Further studies on the potentiometric salicylate response of polymeric membranes doped with tin(IV)-tetraphenylporphyrins

Abstract

The chemistry leading to the selective potentiometric response toward salicylate of polymer membranes doped with 5,10,15,20-tetraphenyl(porphyrinato)tin(IV) dichloride (Sn(TPP)Cl2) is examined via 119Sn NMR, 3H2O uptake, spectrophotometric, and solution conductometric techniques. The response properties of ion-selective electrodes prepared with such membranes suggest a complex mechanism of anion binding within the membrane phase. In the pure organic phase, spectroscopic data indicate that salicylate binds directly to one or both axial coordination sites of Sn(IV), displacing the initial chloride ligands. In the presence of water, however, both chloride and salicylate are displaced by water molecules, resulting in a dipositively charged metalloporphyrincation.

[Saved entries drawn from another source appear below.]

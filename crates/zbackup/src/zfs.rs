//! `zfs` command-line backend.

use async_trait::async_trait;
use tracing::info;

use crate::backend::{Mutation, ReceiveSink, SendSpec, SendStream, StorageBackend};
use crate::command::{CommandLine, Shell, SshConfig};
use crate::error::{BackupError, BackupResult};
use crate::marker::{marker_name, parent_dataset, reference_name, split_name, Guid};
use crate::marker::{DurableReference, Marker};

const LIST_COLUMNS: &str = "name,guid,createtxg";

/// Snapshot/bookmark operations through the `zfs` CLI on one host.
#[derive(Debug, Clone)]
pub struct ZfsBackend {
    shell: Shell,
    zfs: String,
}

impl ZfsBackend {
    /// Backend for datasets on this machine.
    pub fn local(zfs: impl Into<String>) -> Self {
        Self {
            shell: Shell::local(),
            zfs: zfs.into(),
        }
    }

    /// Backend for datasets on `user@host`, reached through ssh.
    pub fn remote(
        user: impl Into<String>,
        host: impl Into<String>,
        zfs: impl Into<String>,
        ssh: SshConfig,
    ) -> Self {
        Self {
            shell: Shell::remote(user, host, ssh),
            zfs: zfs.into(),
        }
    }

    fn zfs(&self) -> CommandLine {
        CommandLine::new(&self.zfs)
    }

    /// `zfs list -H -p -o name,guid,createtxg -t <kind> -s createtxg -d 1 <dataset>`
    pub fn list_cmd(&self, kind: &str, dataset: &str) -> CommandLine {
        self.zfs()
            .args(["list", "-H", "-p", "-o", LIST_COLUMNS, "-t", kind])
            .args(["-s", "createtxg", "-d", "1", dataset])
    }

    /// `zfs list` of a single snapshot or bookmark by full name.
    pub fn get_cmd(&self, kind: &str, name: &str) -> CommandLine {
        self.zfs()
            .args(["list", "-H", "-p", "-o", LIST_COLUMNS, "-t", kind, name])
    }

    fn send_args(&self, spec: &SendSpec, dry_run: bool) -> CommandLine {
        let mut cmd = self.zfs().arg("send");
        if dry_run {
            cmd = cmd.args(["-n", "-P"]);
        }
        if let Some(base) = &spec.base {
            cmd = cmd.args(["-i".to_string(), reference_name(&spec.dataset, base)]);
        }
        cmd.arg(marker_name(&spec.dataset, &spec.label))
    }

    /// The command line `op` maps to, before ssh wrapping.
    pub fn mutation_cmd(&self, op: &Mutation<'_>) -> CommandLine {
        match op {
            Mutation::CreateMarker { dataset, label } => {
                self.zfs().args(["snapshot".to_string(), marker_name(dataset, label)])
            }
            Mutation::CreateReference { dataset, label } => self.zfs().args([
                "bookmark".to_string(),
                marker_name(dataset, label),
                reference_name(dataset, label),
            ]),
            Mutation::DestroyMarker {
                dataset,
                label,
                recursive,
            } => {
                let mut cmd = self.zfs().arg("destroy");
                if *recursive {
                    cmd = cmd.arg("-r");
                }
                cmd.arg(marker_name(dataset, label))
            }
            Mutation::RenameMarker { dataset, from, to } => self.zfs().args([
                "rename".to_string(),
                marker_name(dataset, from),
                marker_name(dataset, to),
            ]),
            Mutation::EnsureParent { dataset } => {
                let dataset: &str = dataset;
                let parent = parent_dataset(dataset).unwrap_or(dataset);
                self.zfs().args(["create", "-p", parent])
            }
            Mutation::Send(spec) => self.send_args(spec, false),
            Mutation::Receive { dataset } => self.zfs().args(["receive", "-F", "-u", *dataset]),
        }
    }

    async fn get_marker(&self, dataset: &str, label: &str) -> BackupResult<Marker> {
        let out = self
            .shell
            .output(&self.get_cmd("snapshot", &marker_name(dataset, label)))
            .await?;
        parse_markers(&out)?
            .into_iter()
            .next()
            .ok_or_else(|| BackupError::MarkerNotFound {
                name: marker_name(dataset, label),
            })
    }
}

/// Parse `name\tguid\tcreatetxg` lines of snapshots.
pub fn parse_markers(output: &str) -> BackupResult<Vec<Marker>> {
    parse_rows(output, '@')
        .map(|row| {
            row.map(|(dataset, label, guid, creation)| Marker {
                dataset,
                label,
                guid,
                creation,
            })
        })
        .collect()
}

/// Parse `name\tguid\tcreatetxg` lines of bookmarks.
pub fn parse_references(output: &str) -> BackupResult<Vec<DurableReference>> {
    parse_rows(output, '#')
        .map(|row| {
            row.map(|(dataset, label, guid, creation)| DurableReference {
                dataset,
                label,
                guid,
                creation,
            })
        })
        .collect()
}

fn parse_rows(
    output: &str,
    sep: char,
) -> impl Iterator<Item = BackupResult<(String, String, Guid, u64)>> + '_ {
    output
        .lines()
        .filter(|line| !line.trim().is_empty())
        .map(move |line| {
            let mut cols = line.split('\t');
            let (name, guid, txg) = match (cols.next(), cols.next(), cols.next()) {
                (Some(name), Some(guid), Some(txg)) => (name, guid, txg),
                _ => {
                    return Err(BackupError::Parse {
                        msg: format!("expected 3 columns: {:?}", line),
                    })
                }
            };
            let (dataset, label) = split_name(name, sep)?;
            let guid: Guid = guid.parse()?;
            let creation = txg.trim().parse::<u64>().map_err(|e| BackupError::Parse {
                msg: format!("invalid createtxg {:?}: {}", txg, e),
            })?;
            Ok((dataset.to_string(), label.to_string(), guid, creation))
        })
}

/// Parse the `size` line of `zfs send -n -P`.
pub fn parse_send_size(output: &str) -> BackupResult<u64> {
    output
        .lines()
        .filter_map(|line| {
            let mut cols = line.split_whitespace();
            match (cols.next(), cols.next()) {
                (Some("size"), Some(n)) => Some(n),
                _ => None,
            }
        })
        .last()
        .ok_or_else(|| BackupError::Parse {
            msg: "no size line in send estimate".to_string(),
        })?
        .parse::<u64>()
        .map_err(|e| BackupError::Parse {
            msg: format!("invalid send size: {}", e),
        })
}

fn is_missing_dataset(err: &BackupError) -> bool {
    matches!(err, BackupError::CommandFailed { stderr, .. } if stderr.contains("does not exist"))
}

#[async_trait]
impl StorageBackend for ZfsBackend {
    fn location(&self) -> String {
        self.shell.location().to_string()
    }

    fn preview(&self, op: &Mutation<'_>) -> String {
        self.shell.wrap(&self.mutation_cmd(op)).render()
    }

    async fn dataset_exists(&self, dataset: &str) -> BackupResult<bool> {
        let cmd = self.zfs().args(["list", "-H", "-o", "name", dataset]);
        match self.shell.run(&cmd).await {
            Ok(()) => Ok(true),
            Err(e) if is_missing_dataset(&e) => Ok(false),
            Err(e) => Err(e),
        }
    }

    async fn ensure_parent(&self, dataset: &str) -> BackupResult<()> {
        if parent_dataset(dataset).is_none() {
            return Ok(());
        }
        self.shell
            .run(&self.mutation_cmd(&Mutation::EnsureParent { dataset }))
            .await
    }

    async fn list_markers(&self, dataset: &str) -> BackupResult<Vec<Marker>> {
        let out = self.shell.output(&self.list_cmd("snapshot", dataset)).await?;
        parse_markers(&out)
    }

    async fn list_references(&self, dataset: &str) -> BackupResult<Vec<DurableReference>> {
        let out = self.shell.output(&self.list_cmd("bookmark", dataset)).await?;
        parse_references(&out)
    }

    async fn create_marker(&self, dataset: &str, label: &str) -> BackupResult<Marker> {
        let cmd = self.mutation_cmd(&Mutation::CreateMarker { dataset, label });
        match self.shell.run(&cmd).await {
            Ok(()) => {}
            Err(BackupError::CommandFailed { stderr, .. }) if stderr.contains("already exists") => {
                return Err(BackupError::AlreadyExists {
                    dataset: dataset.to_string(),
                    label: label.to_string(),
                })
            }
            Err(e) => return Err(e),
        }
        self.get_marker(dataset, label).await
    }

    async fn create_reference(&self, marker: &Marker) -> BackupResult<DurableReference> {
        let dataset = marker.dataset.as_str();
        let label = marker.label.as_str();
        self.shell
            .run(&self.mutation_cmd(&Mutation::CreateReference { dataset, label }))
            .await?;
        let name = reference_name(dataset, label);
        let out = self.shell.output(&self.get_cmd("bookmark", &name)).await?;
        parse_references(&out)?
            .into_iter()
            .next()
            .ok_or(BackupError::MarkerNotFound { name })
    }

    async fn destroy_marker(
        &self,
        dataset: &str,
        label: &str,
        recursive: bool,
    ) -> BackupResult<()> {
        self.shell
            .run(&self.mutation_cmd(&Mutation::DestroyMarker {
                dataset,
                label,
                recursive,
            }))
            .await
    }

    async fn rename_marker(&self, dataset: &str, from: &str, to: &str) -> BackupResult<()> {
        let existing = self.list_markers(dataset).await?;
        if existing.iter().any(|m| m.label == to) {
            return Err(BackupError::RenameCollision {
                dataset: dataset.to_string(),
                from: from.to_string(),
                to: to.to_string(),
            });
        }
        info!(location = %self.shell.location(), "renaming {} -> {}", marker_name(dataset, from), to);
        self.shell
            .run(&self.mutation_cmd(&Mutation::RenameMarker { dataset, from, to }))
            .await
    }

    async fn estimate_send_size(&self, spec: &SendSpec) -> BackupResult<u64> {
        let out = self.shell.output(&self.send_args(spec, true)).await?;
        parse_send_size(&out)
    }

    async fn send_stream(&self, spec: &SendSpec) -> BackupResult<SendStream> {
        self.shell.spawn_reader(&self.send_args(spec, false))
    }

    async fn receive_stream(&self, dataset: &str) -> BackupResult<ReceiveSink> {
        self.shell
            .spawn_writer(&self.mutation_cmd(&Mutation::Receive { dataset }))
    }
}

Furthermore, conductance measurements point to the formation of salicylate--porphyrin complexes with greater than 2:1 stoichiometry. The results of these studies are discussed in conjunction with the anomalous cationic emf response of Sn(TPP)Cl2-based membranes at high concentrations of salicylate. A response mechanism is proposed which involves outer-sphere coordination of salicylate to a diaquo ligated metalloporphyrin as a key step in the observed anion extraction/equilibrium with the membrane phase.